## [What you will do]
From the records that follow, copy every line that contains the word "creation".

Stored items
┄┄┄┄┄┄┄┄┄┄

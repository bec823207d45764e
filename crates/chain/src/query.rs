//! Caching ledger query facade.
//!
//! `ChainQuery` wraps a backend with an explicit address-keyed UTxO cache,
//! confirmation polling and collateral management. The cache is only ever
//! invalidated explicitly: after a submission (for every output address)
//! and during the collateral refresh rescan.

use std::collections::HashMap;
use std::sync::Mutex;
use std::time::Duration;

use ed25519_dalek::SigningKey;
use tokio::time::sleep;
use tracing::{debug, info, warn};

use feedline_core::{Address, PosixTime, Script, ScriptHash, SlotNo, TxId, Utxo};

use crate::backend::ChainBackend;
use crate::network::{NetworkEpoch, NetworkTime};
use crate::tx::{build_self_payment, Tx};
use crate::ChainError;

/// Outcome of a submission. A timeout is an outcome, not an error: the
/// transaction may still confirm later.
#[derive(Debug, Clone, Copy, PartialEq, Eq)]
pub enum SubmitStatus {
    /// Submitted without waiting for confirmation.
    Submitted,
    /// Seen on chain within the polling budget.
    Confirmed,
    /// Polling budget exhausted without a sighting.
    TimedOut,
}

#[derive(Debug, Clone)]
pub struct ChainQueryConfig {
    /// Confirmation polling attempts before giving up.
    pub max_retries: u32,
    /// Delay between confirmation polls.
    pub retry_delay: Duration,
    /// Settle time before rescanning after a collateral creation.
    pub utxo_refresh_delay: Duration,
    /// Accepted collateral amount bounds, validated before any ledger call.
    pub min_collateral: u64,
    pub max_collateral: u64,
    /// A found collateral UTxO may exceed the requested amount by up to
    /// this much.
    pub collateral_buffer: u64,
}

impl Default for ChainQueryConfig {
    fn default() -> Self {
        ChainQueryConfig {
            max_retries: 10,
            retry_delay: Duration::from_secs(20),
            utxo_refresh_delay: Duration::from_secs(5),
            min_collateral: 5_000_000,
            max_collateral: 20_000_000,
            collateral_buffer: 1_000_000,
        }
    }
}

pub struct ChainQuery {
    backend: Box<dyn ChainBackend>,
    time: NetworkTime,
    config: ChainQueryConfig,
    cache: Mutex<HashMap<Address, Vec<Utxo>>>,
}

impl ChainQuery {
    pub fn new(backend: Box<dyn ChainBackend>, time: NetworkTime, config: ChainQueryConfig) -> Self {
        ChainQuery {
            backend,
            time,
            config,
            cache: Mutex::new(HashMap::new()),
        }
    }

    pub fn epoch(&self) -> NetworkEpoch {
        self.time.epoch
    }

    pub fn config(&self) -> &ChainQueryConfig {
        &self.config
    }

    /// Current POSIX milliseconds per the configured time source.
    pub fn now_ms(&self) -> PosixTime {
        self.time.now_ms()
    }

    pub async fn tip_slot(&self) -> Result<SlotNo, ChainError> {
        self.backend.tip_slot().await
    }

    /// UTxOs at an address, served from cache when warm.
    pub async fn utxos(&self, address: &Address) -> Result<Vec<Utxo>, ChainError> {
        {
            let cache = self.cache.lock().expect("cache lock poisoned");
            if let Some(utxos) = cache.get(address) {
                return Ok(utxos.clone());
            }
        }
        let utxos = self.backend.utxos_at(address).await?;
        debug!(%address, count = utxos.len(), "cached utxos");
        self.cache
            .lock()
            .expect("cache lock poisoned")
            .insert(address.clone(), utxos.clone());
        Ok(utxos)
    }

    /// Drops cached entries for the given addresses.
    pub fn invalidate<'a>(&self, addresses: impl IntoIterator<Item = &'a Address>) {
        let mut cache = self.cache.lock().expect("cache lock poisoned");
        for address in addresses {
            cache.remove(address);
        }
    }

    pub async fn script(&self, hash: &ScriptHash) -> Result<Option<Script>, ChainError> {
        self.backend.script(hash).await
    }

    /// Submits a transaction, invalidates every output address, and
    /// optionally polls for confirmation.
    pub async fn submit_and_wait(&self, tx: &Tx, wait: bool) -> Result<SubmitStatus, ChainError> {
        let bytes = tx.to_bytes()?;
        let tx_id = self.backend.submit(&bytes).await?;
        self.invalidate(tx.output_addresses().iter());
        info!(tx_id = %hex::encode(tx_id), wait, "submitted transaction");
        if !wait {
            return Ok(SubmitStatus::Submitted);
        }
        self.wait_for_confirmation(&tx_id).await
    }

    /// Bounded confirmation polling. "Not on chain yet" keeps the loop
    /// going; any other backend failure aborts it.
    pub async fn wait_for_confirmation(&self, tx_id: &TxId) -> Result<SubmitStatus, ChainError> {
        for attempt in 1..=self.config.max_retries {
            if self.backend.transaction_exists(tx_id).await? {
                info!(tx_id = %hex::encode(tx_id), attempt, "transaction confirmed");
                return Ok(SubmitStatus::Confirmed);
            }
            debug!(tx_id = %hex::encode(tx_id), attempt, "transaction not visible yet");
            if attempt < self.config.max_retries {
                sleep(self.config.retry_delay).await;
            }
        }
        warn!(
            tx_id = %hex::encode(tx_id),
            retries = self.config.max_retries,
            "confirmation polling exhausted"
        );
        Ok(SubmitStatus::TimedOut)
    }

    /// A plain UTxO at `address` holding between `amount` and
    /// `amount + collateral_buffer` coin.
    pub async fn find_collateral(
        &self,
        address: &Address,
        amount: u64,
    ) -> Result<Option<Utxo>, ChainError> {
        let upper = amount + self.config.collateral_buffer;
        let utxos = self.utxos(address).await?;
        Ok(utxos.into_iter().find(|utxo| {
            utxo.output.value.is_plain()
                && utxo.output.value.coin >= amount
                && utxo.output.value.coin <= upper
        }))
    }

    /// Creates a collateral UTxO by paying `amount` back to `address`,
    /// then waits for the ledger view to settle and rescans.
    pub async fn create_collateral(
        &self,
        address: &Address,
        signing_key: &SigningKey,
        amount: u64,
    ) -> Result<(), ChainError> {
        let candidates = self.utxos(address).await?;
        let now = self.now_ms();
        let epoch = self.epoch();
        let slots = (
            epoch.posix_to_slot(now)?,
            epoch.posix_to_slot(now + 3_600_000)?,
        );
        let mut tx = build_self_payment(&candidates, address, amount, slots)?;
        tx.sign(signing_key);

        info!(%address, amount, "creating collateral utxo");
        match self.submit_and_wait(&tx, true).await? {
            SubmitStatus::Confirmed | SubmitStatus::Submitted => {}
            SubmitStatus::TimedOut => {
                return Err(ChainError::Collateral(
                    "collateral transaction did not confirm in time".into(),
                ));
            }
        }

        sleep(self.config.utxo_refresh_delay).await;
        self.invalidate([address]);
        Ok(())
    }

    /// Finds a suitable collateral UTxO, creating one when none exists.
    /// The amount is validated against the configured bounds before any
    /// ledger interaction.
    pub async fn get_or_create_collateral(
        &self,
        address: &Address,
        signing_key: &SigningKey,
        amount: u64,
    ) -> Result<Utxo, ChainError> {
        if !(self.config.min_collateral..=self.config.max_collateral).contains(&amount) {
            return Err(ChainError::Collateral(format!(
                "collateral amount {amount} outside [{}, {}]",
                self.config.min_collateral, self.config.max_collateral
            )));
        }

        if let Some(utxo) = self.find_collateral(address, amount).await? {
            debug!(%address, reference = %utxo.reference, "reusing existing collateral");
            return Ok(utxo);
        }

        self.create_collateral(address, signing_key, amount).await?;
        self.find_collateral(address, amount)
            .await?
            .ok_or_else(|| {
                ChainError::Collateral("collateral utxo not visible after creation".into())
            })
    }
}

┄┄┄┄┄┄┄┄┄┄

## [Your response]
    /// Settle time before rescanning after a collateral creation.
                ChainError::Collateral("collateral utxo not visible after creation".into())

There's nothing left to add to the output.